→ **Provided material**:
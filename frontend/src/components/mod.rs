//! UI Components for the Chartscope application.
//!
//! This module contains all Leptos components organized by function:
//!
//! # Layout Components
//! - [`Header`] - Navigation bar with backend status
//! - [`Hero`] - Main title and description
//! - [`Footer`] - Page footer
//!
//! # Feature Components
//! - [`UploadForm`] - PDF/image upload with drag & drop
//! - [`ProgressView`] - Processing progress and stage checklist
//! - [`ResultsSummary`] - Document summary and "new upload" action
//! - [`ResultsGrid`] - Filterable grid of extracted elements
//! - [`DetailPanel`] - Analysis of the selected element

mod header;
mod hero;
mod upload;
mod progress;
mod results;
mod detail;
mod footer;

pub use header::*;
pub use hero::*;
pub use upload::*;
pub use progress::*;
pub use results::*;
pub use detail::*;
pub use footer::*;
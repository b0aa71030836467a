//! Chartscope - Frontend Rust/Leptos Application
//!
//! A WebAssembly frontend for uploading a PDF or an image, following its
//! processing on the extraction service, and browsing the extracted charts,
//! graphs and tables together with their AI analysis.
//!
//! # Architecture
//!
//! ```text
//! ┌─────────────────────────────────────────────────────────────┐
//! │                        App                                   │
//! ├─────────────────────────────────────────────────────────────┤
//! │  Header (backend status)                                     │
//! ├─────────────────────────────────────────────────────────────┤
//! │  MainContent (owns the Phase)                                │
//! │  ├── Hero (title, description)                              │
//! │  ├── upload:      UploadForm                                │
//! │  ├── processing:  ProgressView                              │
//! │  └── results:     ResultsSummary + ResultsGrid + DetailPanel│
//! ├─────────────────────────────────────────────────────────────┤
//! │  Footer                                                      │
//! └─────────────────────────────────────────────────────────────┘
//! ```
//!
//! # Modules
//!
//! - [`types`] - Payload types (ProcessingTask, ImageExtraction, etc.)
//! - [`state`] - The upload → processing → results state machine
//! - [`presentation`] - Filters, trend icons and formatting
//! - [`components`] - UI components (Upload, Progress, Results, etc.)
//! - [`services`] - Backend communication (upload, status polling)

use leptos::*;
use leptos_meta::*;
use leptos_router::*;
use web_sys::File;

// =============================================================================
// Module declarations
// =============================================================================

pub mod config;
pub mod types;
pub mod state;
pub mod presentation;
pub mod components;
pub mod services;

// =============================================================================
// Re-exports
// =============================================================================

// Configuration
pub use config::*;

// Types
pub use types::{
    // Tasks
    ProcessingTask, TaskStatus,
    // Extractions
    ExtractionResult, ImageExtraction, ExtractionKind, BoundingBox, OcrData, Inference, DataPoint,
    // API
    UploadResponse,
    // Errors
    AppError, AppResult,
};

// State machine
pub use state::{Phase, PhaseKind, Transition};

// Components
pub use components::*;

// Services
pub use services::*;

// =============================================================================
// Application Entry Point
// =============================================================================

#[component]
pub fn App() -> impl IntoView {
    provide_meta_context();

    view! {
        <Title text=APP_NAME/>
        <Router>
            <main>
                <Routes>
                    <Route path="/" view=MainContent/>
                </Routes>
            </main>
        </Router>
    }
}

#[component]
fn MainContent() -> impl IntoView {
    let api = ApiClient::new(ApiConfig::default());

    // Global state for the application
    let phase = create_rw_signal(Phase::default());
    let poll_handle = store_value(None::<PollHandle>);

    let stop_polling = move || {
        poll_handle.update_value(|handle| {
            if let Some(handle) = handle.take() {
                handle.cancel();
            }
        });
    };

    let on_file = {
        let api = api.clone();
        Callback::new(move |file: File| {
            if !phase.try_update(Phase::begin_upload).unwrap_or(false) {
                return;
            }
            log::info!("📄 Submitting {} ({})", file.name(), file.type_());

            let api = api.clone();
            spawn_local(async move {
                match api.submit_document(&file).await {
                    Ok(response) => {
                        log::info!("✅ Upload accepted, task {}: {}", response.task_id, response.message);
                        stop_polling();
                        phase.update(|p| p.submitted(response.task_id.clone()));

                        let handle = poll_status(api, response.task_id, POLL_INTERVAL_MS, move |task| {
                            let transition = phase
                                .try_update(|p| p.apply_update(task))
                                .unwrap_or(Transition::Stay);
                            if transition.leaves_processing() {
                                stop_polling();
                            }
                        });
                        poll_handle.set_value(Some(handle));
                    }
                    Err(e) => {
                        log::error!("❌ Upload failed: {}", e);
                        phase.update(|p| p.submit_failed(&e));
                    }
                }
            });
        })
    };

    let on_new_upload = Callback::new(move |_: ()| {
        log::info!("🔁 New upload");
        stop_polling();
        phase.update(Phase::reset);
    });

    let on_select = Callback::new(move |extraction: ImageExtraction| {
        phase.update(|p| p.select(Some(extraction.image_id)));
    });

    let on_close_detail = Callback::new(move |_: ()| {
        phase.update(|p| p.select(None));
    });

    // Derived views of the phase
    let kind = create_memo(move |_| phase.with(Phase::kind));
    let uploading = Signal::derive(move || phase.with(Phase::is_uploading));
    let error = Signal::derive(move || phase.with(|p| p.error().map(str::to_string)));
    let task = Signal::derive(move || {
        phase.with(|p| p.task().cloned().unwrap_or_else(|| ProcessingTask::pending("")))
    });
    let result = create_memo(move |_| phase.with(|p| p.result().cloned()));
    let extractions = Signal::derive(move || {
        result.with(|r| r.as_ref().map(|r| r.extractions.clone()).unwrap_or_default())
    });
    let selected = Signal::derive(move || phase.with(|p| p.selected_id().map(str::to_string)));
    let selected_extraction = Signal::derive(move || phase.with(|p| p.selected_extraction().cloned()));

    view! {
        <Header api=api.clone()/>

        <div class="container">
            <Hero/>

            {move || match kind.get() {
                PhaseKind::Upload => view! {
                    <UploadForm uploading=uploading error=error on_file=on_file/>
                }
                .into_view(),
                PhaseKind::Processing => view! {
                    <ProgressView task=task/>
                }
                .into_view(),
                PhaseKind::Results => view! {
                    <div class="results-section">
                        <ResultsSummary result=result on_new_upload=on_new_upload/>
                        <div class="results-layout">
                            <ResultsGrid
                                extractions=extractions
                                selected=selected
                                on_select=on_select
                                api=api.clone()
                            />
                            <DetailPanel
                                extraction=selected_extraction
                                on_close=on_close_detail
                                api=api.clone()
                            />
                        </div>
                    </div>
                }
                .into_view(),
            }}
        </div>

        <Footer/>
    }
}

* * *

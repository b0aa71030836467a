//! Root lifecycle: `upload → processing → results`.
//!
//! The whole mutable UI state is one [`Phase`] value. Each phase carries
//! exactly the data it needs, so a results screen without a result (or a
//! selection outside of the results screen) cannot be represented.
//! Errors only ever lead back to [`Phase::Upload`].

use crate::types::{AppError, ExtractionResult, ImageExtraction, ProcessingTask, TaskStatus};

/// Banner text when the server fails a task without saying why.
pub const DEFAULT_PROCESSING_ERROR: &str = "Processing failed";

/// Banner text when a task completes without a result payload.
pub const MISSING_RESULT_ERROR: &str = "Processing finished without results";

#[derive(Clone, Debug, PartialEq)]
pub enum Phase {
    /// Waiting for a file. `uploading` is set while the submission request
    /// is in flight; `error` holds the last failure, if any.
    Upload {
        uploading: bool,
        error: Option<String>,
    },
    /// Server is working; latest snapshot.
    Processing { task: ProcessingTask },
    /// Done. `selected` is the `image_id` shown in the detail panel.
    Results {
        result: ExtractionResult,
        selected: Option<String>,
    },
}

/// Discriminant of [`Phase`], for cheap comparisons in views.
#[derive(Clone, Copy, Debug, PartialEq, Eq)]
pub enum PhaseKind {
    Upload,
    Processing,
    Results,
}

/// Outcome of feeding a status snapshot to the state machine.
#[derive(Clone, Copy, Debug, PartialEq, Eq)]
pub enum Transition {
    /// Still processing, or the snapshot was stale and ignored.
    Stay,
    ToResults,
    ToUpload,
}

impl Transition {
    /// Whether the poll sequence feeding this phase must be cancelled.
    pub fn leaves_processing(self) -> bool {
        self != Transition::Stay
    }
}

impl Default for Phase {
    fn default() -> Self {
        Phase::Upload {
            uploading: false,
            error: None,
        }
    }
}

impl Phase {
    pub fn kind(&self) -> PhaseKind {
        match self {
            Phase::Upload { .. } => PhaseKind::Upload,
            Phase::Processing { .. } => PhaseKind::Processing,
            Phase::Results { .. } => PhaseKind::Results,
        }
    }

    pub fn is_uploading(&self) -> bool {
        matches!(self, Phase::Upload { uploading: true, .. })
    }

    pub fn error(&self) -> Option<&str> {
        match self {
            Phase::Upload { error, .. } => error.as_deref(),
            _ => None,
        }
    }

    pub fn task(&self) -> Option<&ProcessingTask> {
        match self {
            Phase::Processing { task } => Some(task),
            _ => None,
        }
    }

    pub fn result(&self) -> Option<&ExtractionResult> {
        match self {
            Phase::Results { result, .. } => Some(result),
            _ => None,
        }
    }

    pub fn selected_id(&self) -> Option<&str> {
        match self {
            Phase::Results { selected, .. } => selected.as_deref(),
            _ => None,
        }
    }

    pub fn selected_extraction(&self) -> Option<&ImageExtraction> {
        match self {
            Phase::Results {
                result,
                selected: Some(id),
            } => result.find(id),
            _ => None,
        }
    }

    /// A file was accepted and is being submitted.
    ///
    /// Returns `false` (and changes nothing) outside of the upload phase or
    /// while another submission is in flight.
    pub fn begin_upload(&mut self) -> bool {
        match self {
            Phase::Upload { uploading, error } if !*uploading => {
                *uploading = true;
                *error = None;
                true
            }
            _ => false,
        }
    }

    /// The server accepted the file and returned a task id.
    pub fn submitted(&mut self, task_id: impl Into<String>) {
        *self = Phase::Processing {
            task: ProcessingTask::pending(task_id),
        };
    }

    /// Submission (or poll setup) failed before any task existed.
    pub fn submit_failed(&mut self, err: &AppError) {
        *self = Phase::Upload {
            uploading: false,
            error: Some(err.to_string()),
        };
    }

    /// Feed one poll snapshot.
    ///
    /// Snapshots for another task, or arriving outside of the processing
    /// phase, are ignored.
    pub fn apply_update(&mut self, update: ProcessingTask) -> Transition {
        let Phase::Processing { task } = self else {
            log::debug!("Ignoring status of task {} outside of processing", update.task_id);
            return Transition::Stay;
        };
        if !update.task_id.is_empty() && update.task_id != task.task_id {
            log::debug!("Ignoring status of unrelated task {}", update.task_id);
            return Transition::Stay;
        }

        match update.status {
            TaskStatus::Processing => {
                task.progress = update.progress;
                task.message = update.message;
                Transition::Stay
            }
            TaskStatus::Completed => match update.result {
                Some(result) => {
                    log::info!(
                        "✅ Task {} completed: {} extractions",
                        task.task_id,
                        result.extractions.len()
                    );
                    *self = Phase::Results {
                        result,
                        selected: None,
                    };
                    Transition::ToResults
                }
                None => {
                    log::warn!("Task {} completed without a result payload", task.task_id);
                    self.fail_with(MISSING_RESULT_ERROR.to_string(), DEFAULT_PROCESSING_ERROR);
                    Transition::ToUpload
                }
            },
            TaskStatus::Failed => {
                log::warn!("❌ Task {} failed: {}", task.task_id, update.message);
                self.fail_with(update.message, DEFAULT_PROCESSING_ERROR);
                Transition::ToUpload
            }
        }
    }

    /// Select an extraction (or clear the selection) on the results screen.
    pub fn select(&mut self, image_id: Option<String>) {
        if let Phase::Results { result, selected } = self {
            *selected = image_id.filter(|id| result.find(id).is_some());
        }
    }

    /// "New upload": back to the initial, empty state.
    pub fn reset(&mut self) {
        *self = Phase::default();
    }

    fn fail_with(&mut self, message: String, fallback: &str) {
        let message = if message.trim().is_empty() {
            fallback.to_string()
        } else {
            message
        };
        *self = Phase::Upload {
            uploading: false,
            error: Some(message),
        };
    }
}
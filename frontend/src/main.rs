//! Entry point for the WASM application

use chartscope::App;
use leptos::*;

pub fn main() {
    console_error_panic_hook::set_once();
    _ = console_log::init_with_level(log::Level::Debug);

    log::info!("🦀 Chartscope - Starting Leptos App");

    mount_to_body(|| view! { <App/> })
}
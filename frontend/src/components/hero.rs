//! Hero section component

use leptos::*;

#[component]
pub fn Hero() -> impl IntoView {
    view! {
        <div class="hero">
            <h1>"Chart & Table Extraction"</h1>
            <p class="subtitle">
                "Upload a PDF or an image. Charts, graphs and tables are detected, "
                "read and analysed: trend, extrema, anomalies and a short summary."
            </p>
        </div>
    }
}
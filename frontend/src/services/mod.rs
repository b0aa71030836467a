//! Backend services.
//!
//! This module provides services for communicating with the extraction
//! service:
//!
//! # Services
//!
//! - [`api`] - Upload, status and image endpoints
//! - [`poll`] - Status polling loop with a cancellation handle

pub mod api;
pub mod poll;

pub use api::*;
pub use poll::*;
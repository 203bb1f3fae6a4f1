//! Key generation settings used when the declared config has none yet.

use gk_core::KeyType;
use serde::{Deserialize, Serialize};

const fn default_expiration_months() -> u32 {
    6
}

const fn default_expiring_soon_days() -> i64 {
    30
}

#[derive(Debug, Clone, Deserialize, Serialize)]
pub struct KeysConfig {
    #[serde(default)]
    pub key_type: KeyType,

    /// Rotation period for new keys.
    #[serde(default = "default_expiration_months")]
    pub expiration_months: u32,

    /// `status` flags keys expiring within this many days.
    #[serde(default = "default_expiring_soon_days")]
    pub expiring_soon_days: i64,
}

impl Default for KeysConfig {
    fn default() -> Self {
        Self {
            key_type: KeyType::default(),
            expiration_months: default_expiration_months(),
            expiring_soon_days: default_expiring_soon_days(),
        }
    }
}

→ **Work to complete**:
Would you copy, unchanged, the stretch of the records above that begins at the line containing "filename frontend/src/components/mod.rs" and ends at the line containing "and stage checklist", and only that?

→ **Exercise result**:
filename frontend/src/components/mod.rs
//! UI Components for the Chartscope application.
//!
//! This module contains all Leptos components organized by function:
//!
//! # Layout Components
//! - [`Header`] - Navigation bar with backend status
//! - [`Hero`] - Main title and description
//! - [`Footer`] - Page footer
//!
//! # Feature Components
//! - [`UploadForm`] - PDF/image upload with drag & drop
//! - [`ProgressView`] - Processing progress and stage checklist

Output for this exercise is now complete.